■ **Assigned task**
In the entries that follow, which lines hold the string "positioning"? List them.

Collected data entries:

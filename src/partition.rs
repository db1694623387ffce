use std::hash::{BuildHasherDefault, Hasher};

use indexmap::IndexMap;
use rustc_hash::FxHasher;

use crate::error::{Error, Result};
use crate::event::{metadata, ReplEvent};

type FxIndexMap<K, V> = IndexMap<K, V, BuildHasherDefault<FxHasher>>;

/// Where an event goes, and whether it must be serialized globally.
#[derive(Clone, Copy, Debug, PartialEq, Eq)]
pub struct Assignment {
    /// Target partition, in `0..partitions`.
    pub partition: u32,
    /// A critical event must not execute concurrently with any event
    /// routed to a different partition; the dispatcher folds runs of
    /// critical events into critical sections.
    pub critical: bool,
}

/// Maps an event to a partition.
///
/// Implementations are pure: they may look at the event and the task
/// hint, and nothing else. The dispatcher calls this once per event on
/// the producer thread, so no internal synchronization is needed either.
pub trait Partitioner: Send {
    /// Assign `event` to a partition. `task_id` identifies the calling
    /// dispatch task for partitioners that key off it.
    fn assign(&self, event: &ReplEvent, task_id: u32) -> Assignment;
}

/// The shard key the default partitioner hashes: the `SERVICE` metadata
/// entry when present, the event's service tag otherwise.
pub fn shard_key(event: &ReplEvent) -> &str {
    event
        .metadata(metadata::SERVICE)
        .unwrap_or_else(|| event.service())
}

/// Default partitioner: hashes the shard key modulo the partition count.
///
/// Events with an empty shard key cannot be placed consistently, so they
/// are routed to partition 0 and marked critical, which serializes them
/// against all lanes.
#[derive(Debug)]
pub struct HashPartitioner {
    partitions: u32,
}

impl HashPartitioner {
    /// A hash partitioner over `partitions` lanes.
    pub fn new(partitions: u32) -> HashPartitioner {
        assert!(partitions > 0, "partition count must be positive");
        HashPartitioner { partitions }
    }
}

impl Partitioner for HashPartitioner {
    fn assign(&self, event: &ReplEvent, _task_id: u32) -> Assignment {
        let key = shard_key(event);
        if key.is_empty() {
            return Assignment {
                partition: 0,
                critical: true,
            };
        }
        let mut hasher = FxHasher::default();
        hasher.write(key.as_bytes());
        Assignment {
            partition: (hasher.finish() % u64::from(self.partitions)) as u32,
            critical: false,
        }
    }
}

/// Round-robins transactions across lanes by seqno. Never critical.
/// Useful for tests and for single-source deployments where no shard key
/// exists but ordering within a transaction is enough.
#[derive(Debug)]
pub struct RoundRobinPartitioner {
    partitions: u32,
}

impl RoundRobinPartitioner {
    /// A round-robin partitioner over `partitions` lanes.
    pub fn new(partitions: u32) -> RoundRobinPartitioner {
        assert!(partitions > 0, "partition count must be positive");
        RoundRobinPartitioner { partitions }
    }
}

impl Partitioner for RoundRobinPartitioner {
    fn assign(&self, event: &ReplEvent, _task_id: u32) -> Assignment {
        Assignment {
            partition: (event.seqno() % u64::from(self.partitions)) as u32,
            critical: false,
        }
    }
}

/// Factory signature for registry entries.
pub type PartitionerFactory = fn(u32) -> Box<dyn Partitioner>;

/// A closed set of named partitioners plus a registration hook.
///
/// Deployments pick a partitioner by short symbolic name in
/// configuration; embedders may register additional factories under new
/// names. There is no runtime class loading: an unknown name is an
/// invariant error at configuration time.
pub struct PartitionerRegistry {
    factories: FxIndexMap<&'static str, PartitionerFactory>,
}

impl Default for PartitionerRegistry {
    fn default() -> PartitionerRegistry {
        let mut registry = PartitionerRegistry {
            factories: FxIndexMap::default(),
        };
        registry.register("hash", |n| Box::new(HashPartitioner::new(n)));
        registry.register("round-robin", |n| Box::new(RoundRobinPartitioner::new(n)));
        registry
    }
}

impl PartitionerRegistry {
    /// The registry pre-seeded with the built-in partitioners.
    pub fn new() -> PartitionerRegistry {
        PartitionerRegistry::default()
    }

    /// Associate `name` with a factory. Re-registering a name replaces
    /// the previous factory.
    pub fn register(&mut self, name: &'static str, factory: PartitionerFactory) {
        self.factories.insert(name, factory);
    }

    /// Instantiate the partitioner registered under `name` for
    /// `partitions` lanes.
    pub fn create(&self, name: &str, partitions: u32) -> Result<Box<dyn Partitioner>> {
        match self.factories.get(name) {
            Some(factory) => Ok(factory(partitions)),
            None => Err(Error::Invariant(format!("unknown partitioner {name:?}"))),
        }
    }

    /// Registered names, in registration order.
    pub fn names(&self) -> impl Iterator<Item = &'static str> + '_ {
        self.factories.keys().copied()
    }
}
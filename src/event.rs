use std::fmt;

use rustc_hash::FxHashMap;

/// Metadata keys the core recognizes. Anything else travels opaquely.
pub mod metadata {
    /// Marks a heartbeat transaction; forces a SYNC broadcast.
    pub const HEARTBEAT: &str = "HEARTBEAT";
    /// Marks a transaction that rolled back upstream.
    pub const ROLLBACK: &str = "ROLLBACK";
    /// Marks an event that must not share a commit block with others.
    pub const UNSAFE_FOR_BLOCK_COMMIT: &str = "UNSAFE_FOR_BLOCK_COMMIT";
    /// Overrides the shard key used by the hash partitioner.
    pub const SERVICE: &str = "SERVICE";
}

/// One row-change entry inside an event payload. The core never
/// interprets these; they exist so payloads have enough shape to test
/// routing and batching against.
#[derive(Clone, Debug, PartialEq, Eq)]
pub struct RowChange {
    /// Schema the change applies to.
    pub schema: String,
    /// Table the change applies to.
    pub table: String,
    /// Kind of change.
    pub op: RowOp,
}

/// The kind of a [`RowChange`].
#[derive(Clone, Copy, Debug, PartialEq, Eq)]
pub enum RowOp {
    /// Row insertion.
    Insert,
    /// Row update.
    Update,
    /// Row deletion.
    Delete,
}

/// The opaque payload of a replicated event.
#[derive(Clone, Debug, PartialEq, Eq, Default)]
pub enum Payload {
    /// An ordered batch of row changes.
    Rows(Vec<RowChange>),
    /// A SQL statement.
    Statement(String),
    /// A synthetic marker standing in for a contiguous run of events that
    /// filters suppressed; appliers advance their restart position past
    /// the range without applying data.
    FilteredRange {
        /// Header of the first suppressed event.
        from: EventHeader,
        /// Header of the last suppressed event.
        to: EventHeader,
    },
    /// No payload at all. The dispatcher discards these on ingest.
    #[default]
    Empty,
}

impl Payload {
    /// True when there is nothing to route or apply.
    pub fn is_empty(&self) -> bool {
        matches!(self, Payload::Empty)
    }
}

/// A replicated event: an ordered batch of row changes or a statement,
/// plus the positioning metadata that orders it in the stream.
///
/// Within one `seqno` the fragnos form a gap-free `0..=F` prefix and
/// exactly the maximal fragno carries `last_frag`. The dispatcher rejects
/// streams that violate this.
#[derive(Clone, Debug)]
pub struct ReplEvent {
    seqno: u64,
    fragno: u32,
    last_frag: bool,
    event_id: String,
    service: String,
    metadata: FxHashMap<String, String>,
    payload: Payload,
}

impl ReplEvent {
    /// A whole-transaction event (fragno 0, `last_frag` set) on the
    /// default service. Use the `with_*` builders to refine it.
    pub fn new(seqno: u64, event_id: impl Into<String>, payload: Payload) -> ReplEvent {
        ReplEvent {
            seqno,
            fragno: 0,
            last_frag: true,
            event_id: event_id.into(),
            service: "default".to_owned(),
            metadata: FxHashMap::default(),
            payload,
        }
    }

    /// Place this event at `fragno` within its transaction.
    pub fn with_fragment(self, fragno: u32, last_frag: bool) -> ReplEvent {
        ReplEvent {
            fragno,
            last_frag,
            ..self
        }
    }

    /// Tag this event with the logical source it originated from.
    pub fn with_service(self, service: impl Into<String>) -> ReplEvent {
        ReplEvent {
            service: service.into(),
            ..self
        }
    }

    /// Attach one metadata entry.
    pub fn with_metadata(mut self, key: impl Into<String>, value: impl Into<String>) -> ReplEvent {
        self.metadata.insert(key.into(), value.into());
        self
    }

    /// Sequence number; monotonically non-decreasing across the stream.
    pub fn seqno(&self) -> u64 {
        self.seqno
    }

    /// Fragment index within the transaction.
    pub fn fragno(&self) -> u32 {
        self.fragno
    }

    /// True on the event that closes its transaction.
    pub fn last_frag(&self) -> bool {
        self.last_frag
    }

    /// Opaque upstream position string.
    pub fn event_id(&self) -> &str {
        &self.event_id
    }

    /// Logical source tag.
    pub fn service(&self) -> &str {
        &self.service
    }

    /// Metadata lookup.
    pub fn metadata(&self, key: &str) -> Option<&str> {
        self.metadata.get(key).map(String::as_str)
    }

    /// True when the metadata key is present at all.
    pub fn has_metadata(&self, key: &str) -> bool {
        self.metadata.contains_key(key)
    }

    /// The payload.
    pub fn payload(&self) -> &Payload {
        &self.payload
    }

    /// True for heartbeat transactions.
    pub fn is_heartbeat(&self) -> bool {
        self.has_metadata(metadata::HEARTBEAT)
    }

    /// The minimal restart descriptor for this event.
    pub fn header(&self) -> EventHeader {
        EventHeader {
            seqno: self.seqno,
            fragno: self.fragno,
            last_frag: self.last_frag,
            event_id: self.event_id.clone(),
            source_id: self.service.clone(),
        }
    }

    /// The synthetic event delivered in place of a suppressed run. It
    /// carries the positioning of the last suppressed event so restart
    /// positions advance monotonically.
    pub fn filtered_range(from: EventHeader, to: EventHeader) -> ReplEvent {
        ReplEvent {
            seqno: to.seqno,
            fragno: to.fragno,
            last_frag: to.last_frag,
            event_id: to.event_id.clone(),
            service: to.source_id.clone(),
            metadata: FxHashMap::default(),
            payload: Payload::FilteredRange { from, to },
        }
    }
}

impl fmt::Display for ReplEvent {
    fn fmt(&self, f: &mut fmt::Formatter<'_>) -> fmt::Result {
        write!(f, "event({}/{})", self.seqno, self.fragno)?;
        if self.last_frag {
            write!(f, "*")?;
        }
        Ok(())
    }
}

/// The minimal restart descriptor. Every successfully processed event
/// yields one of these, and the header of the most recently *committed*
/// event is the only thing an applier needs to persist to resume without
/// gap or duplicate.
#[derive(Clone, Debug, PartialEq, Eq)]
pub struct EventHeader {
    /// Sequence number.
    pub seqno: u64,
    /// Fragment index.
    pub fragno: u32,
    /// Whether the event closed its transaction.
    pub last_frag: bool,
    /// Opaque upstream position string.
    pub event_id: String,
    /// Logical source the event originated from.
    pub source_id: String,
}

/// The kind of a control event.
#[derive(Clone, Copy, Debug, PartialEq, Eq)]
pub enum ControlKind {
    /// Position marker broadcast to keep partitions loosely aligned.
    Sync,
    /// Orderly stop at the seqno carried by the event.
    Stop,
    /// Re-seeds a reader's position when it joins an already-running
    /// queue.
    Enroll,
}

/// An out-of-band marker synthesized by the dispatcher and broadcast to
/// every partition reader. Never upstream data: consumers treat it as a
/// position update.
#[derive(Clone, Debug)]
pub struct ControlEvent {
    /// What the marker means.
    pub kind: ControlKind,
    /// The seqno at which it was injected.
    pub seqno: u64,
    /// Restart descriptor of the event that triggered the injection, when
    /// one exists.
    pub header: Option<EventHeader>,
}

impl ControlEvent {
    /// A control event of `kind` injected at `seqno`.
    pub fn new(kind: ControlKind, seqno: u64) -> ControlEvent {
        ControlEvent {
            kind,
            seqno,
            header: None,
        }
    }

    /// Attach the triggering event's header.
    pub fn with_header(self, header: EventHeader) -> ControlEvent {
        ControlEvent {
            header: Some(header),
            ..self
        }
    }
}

■ **Written reply**
/// plus the positioning metadata that orders it in the stream.
    /// carries the positioning of the last suppressed event so restart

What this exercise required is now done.